Fatima: Tale of Displacement and Alienation of Mother and Two Teenage Daughters

FATIMA, directed by Philippe Faucon, world premiered at the 2015 Cannes Film Fest (in the prestigious Director’s Fortnight series), and went on to win multiple César Awards, Best Film, Best Adapted Screenplay, and Most Promising Actress for newcomer Zita Hanrot.

Kino Lorber will present the US theatrical release of FATIMA at the Film Society of Lincoln Center on August 26, and at Laemmle Royal in Los Angeles on September 16, followed by a national rollout.

A slight feminist streak runs through FATIMA, which is loosely based on Fatima Elayoubi’s “Prayer to the Moon,” a collection of poems and other pieces of writing.

This personal film reflects the authentic alienation of a woman who feels that she doesn’t fully belong in her newly adopted land, and whose children have pulled away from her and their original culture.

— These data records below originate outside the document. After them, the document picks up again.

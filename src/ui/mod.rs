// SPDX-License-Identifier: MPL-2.0
//! User interface components.
//!
//! Components follow the Elm-style "state down, messages up" pattern. The
//! gallery modal itself lives in [`crate::gallery::view`]; this module holds
//! the page around it and the shared styling.
//!
//! - [`navbar`] - Section heading, category filter and theme toggle
//! - [`project_grid`] - Project cards with their previews
//! - [`notifications`] - Toast notifications
//! - [`styles`] - Centralized widget styles
//! - [`design_tokens`] - Design system constants (colors, spacing, sizing)
//! - [`theming`] - Light/Dark/System theme mode management
//! - [`widgets`] - Custom widgets (page scroll lock)

pub mod design_tokens;
pub mod navbar;
pub mod notifications;
pub mod project_grid;
pub mod styles;
pub mod theming;
pub mod widgets;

Soria Zeroual plays the titular role, a divorced woman holding several menial jobs while trying to raise her two teenage daughters. She emigrated from North Africa to France at 20, but several years later, she still struggles to speak French to communicate with her own daughters Nesrine (Zita Hanrot) and Souad (Kenza-Noah Aïche), whose lives she is devoted to improving.

Nesrine is trying to strike a balance between cramming for her pre-med exams and dating, while the younger and more rebellious Souad is testing her limits and her mother’s patience by acting out.

Facing veiled racism, suspicion, awkwardness, and shame on a daily basis, Fatima discovers that the perfect outlet for her frustrations is also the best way to tell her daughters how she really feels.

The gifted director, Philippe Faucon, has said: “My grandparents didn’t speak French, and neither did my mother when she was a child. They were “the invisible ones” in the society they lived in. Some of Fatima’s manners remind me of them. She is like those women, only partly schooled, who had to emigrate out of vital necessity, to come and live in a country whose language and codes were completely unknown to them. In France, they gave birth to children and raised them, even though sometimes they were kept apart by the language or by different customs and points of reference. For all these reasons, regardless of the things they didn’t know or master, these women have developed major resources, drawn from fierce courage and obstinacy.

For the role of Fatima I chose a non-professional actress, Soria Zéroual, from Lyon; we both were a bit anxious before the first day of the shooting. Today I know it was the right choice: I find her performance really convincing. Fatima’s daughters, who are 15 and 18, are played by young women who want to become actresses, but who haven’t played many parts yet.”